Beginning Nov. 1, millions of Americans will enroll, re-enroll, or change their insurance through the Health Insurance Marketplace. Insurers have to disclose proposed rate increases of 10 percent or more, and early announcements show many Obamacare participants could face double-digit rate hikes.
Insurers propose to increase premiums on Obamacare exchanges by an average of 11.2 percent for their most popular plans in 18 states. That’s more than twice the 5.2 percent median increase from the year before.
At a Wednesday House Oversight and Government Reform Committee hearing, Topher Spiro of the Center for American Progress said this shouldn’t be a surprise. Losses are normal whenever a business enters a new market, he said, and the same goes for insurance companies within the new Obamacare exchange program. Spiro also noted premiums have risen less than what the Congressional Budget Office originally predicted.
When the Affordable Care Act (ACA) phased into effect in 2014, many companies underpriced their premiums to establish a foothold in the new system, Spiro said. Since then, companies have raised prices to get back on track, and steep increases in 2017 will help bring the market back to an equilibrium.
But ACA detractors say that’s bogus, insisting the law is suffocating insurers and elevating costs across the board—with no end in sight.
“We would love to hear from any Americans who think that their healthcare premiums went down $2,500,” joked Rep. Jason Chaffetz, R-Utah, noting that’s the savings President Barack Obama promised under his plan. “American families are still waiting for the cut in costs. Instead, the health insurance premiums have skyrocketed under the Affordable Care Act.”

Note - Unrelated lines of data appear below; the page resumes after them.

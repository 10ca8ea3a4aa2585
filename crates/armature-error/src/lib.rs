// Armature error handling
// Central location for the error types shared across the invocation pipeline.

use std::fmt;
use thiserror::Error;

// Re-export common error handling tools for convenience
pub use anyhow;
pub use thiserror;

/// Stable error codes for the engine
pub mod codes {
    use crate::ErrorCode;

    // Engine error codes start with 1000
    pub const INVALID_ARGUMENT: ErrorCode = ErrorCode(1001);
    pub const METHOD_NOT_OWNED: ErrorCode = ErrorCode(1002);
    pub const HANDLER_NOT_FOUND: ErrorCode = ErrorCode(1003);
    pub const EXECUTION_FAILED: ErrorCode = ErrorCode(1004);
    pub const EVENT_ERROR: ErrorCode = ErrorCode(1005);
    pub const CONTEXT_ERROR: ErrorCode = ErrorCode(1006);
    pub const SYNC_ERROR: ErrorCode = ErrorCode(1007);
    pub const SERIALIZATION_ERROR: ErrorCode = ErrorCode(1008);
    pub const NOT_FOUND: ErrorCode = ErrorCode(1009);
}

/// Error code structure for categorizing errors
#[derive(Debug, Clone, Copy, PartialEq, Eq, Hash)]
pub struct ErrorCode(pub u32);

impl fmt::Display for ErrorCode {
    fn fmt(&self, f: &mut fmt::Formatter<'_>) -> fmt::Result {
        write!(f, "{:04}", self.0)
    }
}

/// Errors raised by the invocation engine and routed through its
/// exception-interception stage.
///
/// The enum is `Clone` so an intercepted failure can be handed to
/// on-exception filters by reference and still be re-raised to the caller as
/// the original value.
#[derive(Error, Debug, Clone)]
pub enum EngineError {
    /// Invalid argument
    #[error("Invalid argument: {0}")]
    InvalidArgument(String),

    /// Descriptor does not belong to the executing service
    #[error("Method not owned by service: {0}")]
    MethodNotOwned(String),

    /// Handler not found
    #[error("Handler not found: {0}")]
    HandlerNotFound(String),

    /// Execution failure
    #[error("Execution failed: {0}")]
    ExecutionFailed(String),

    /// Notification subscriber failure
    #[error("Event subscriber failed: {0}")]
    EventError(String),

    /// Execution context error
    #[error("Context error: {0}")]
    ContextError(String),

    /// Sync error
    #[error("Sync error: {0}")]
    SyncError(String),

    /// Serialization failed
    #[error("Serialization failed: {0}")]
    SerializationFailed(String),

    /// Deserialization failed
    #[error("Deserialization failed: {0}")]
    DeserializationFailed(String),

    /// Not found
    #[error("Not found: {0}")]
    NotFound(String),

    /// Other errors (general purpose)
    #[error("Other error: {0}")]
    Other(String),
}

impl EngineError {
    /// Stable code for this error
    pub fn code(&self) -> ErrorCode {
        use codes::*;
        match self {
            EngineError::InvalidArgument(_) => INVALID_ARGUMENT,
            EngineError::MethodNotOwned(_) => METHOD_NOT_OWNED,
            EngineError::HandlerNotFound(_) => HANDLER_NOT_FOUND,
            EngineError::ExecutionFailed(_) => EXECUTION_FAILED,
            EngineError::EventError(_) => EVENT_ERROR,
            EngineError::ContextError(_) => CONTEXT_ERROR,
            EngineError::SyncError(_) => SYNC_ERROR,
            EngineError::SerializationFailed(_) => SERIALIZATION_ERROR,
            EngineError::DeserializationFailed(_) => SERIALIZATION_ERROR,
            EngineError::NotFound(_) => NOT_FOUND,
            EngineError::Other(_) => EXECUTION_FAILED,
        }
    }

    /// Create a new invalid argument error
    pub fn invalid_argument(message: impl Into<String>) -> Self {
        EngineError::InvalidArgument(message.into())
    }

    /// Create a new handler not found error
    pub fn handler_not_found(method: impl Into<String>) -> Self {
        EngineError::HandlerNotFound(method.into())
    }

    /// Create a new execution failed error
    pub fn execution_failed(message: impl Into<String>) -> Self {
        EngineError::ExecutionFailed(message.into())
    }
}

/// Convenient Result type for engine operations
pub type EngineResult<T> = Result<T, EngineError>;

#[cfg(test)]
mod tests {
    use super::*;

    #[test]
    fn error_codes_are_stable() {
        assert_eq!(EngineError::invalid_argument("x").code(), codes::INVALID_ARGUMENT);
        assert_eq!(EngineError::handler_not_found("x").code(), codes::HANDLER_NOT_FOUND);
        assert_eq!(
            EngineError::DeserializationFailed("x".to_string()).code(),
            codes::SERIALIZATION_ERROR
        );
        assert_eq!(codes::SYNC_ERROR.to_string(), "1007");
    }

    #[test]
    fn cloned_error_keeps_payload() {
        let original = EngineError::execution_failed("account frozen");
        let shown = original.clone();
        assert_eq!(shown.to_string(), original.to_string());
        match shown {
            EngineError::ExecutionFailed(message) => assert_eq!(message, "account frozen"),
            other => panic!("unexpected variant: {:?}", other),
        }
    }
}
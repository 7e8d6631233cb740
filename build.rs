use std::process::Command;

fn git(args: &[&str]) -> Option<String> {
    let output = Command::new("git").args(args).output().ok()?;
    if !output.status.success() {
        return None;
    }
    let value = String::from_utf8(output.stdout).ok()?;
    let value = value.trim();
    (!value.is_empty()).then(|| value.to_string())
}

fn main() {
    let git_hash = git(&["rev-parse", "--short", "HEAD"]).unwrap_or_else(|| "unknown".to_string());

    // Release tags look like v0.1.0; fall back to the crate version
    let version = git(&["describe", "--tags", "--abbrev=0"])
        .map(|tag| tag.trim_start_matches('v').to_string())
        .unwrap_or_else(|| env!("CARGO_PKG_VERSION").to_string());

    let build_time = chrono::Utc::now().format("%Y-%m-%dT%H:%M:%SZ").to_string();

    println!("cargo:rustc-env=VPSTUN_VERSION={}", version);
    println!("cargo:rustc-env=VPSTUN_GIT_HASH={}", git_hash);
    println!("cargo:rustc-env=VPSTUN_BUILD_TIME={}", build_time);

    println!("cargo:rerun-if-changed=.git/HEAD");
    println!("cargo:rerun-if-changed=.git/refs");
}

Rep. Tim Walberg, R-Mich., said 345,000 Michigan residents will pay on average 17 percent more for their insurance premiums under Obamacare than they paid in 2016. And of the 14 companies selling insurance on the individual market in Michigan, 10 will increase premium rates by double digits. This includes an 18 percent increase by Blue Cross Blue Shield, a near 19 percent increase by Health Alliance Plan, and a 39.2 percent increase for Humana buyers.
In addition to high rate increases, many insurers have suffered huge financial losses since 2014, forcing several to opt out of Obamacare exchanges.
UnitedHealthcare started the trend earlier this year. In April, the nation’s largest health insurer announced it will stop selling coverage on exchanges in 34 states because of financial losses. Then, in August, Aetna decided to drop out of exchanges in 11 states, after reporting a $200 million pre-tax loss in the second quarter of 2016. That forces 167,600 former Aetna customers to purchase new coverage for 2017.
Beginning this year, state insurance co-ops started to fail as well. Of the 23 non-profit co-ops set up as an alternative to commercial plans, only six remain financially viable.
In August, Sen. Ben Sasse, R-Neb., a long-time critic of the ACA, said this trend highlights Obamacare’s “slow-motion death spiral.”
On Monday, Obama acknowledged the health exchanges’ recent turbulence in a letter encouraging his staff to keep hope in the healthcare program.
“We know that this progress has not been without challenges,” he wrote. “Most new enterprises have growing pains and opportunities for improvement. The [health] marketplace, while strong, is no exception.”
Rep. Elijah Cummings, D-Md., said on Wednesday high premium costs have always been a problem and elevated costs for 2017 are not an exception. He said the biggest driving factor of increases in insurance premiums is the rampant rise of prescription drugs. Cummings specifically pointed out the 500 percent price increase for EpiPens—which the Oversight committee will discuss during a hearing next week.
Since 2010, Republicans have voted to repeal or weaken the ACA more than 60 times but have yet to offer a viable plan to replace it.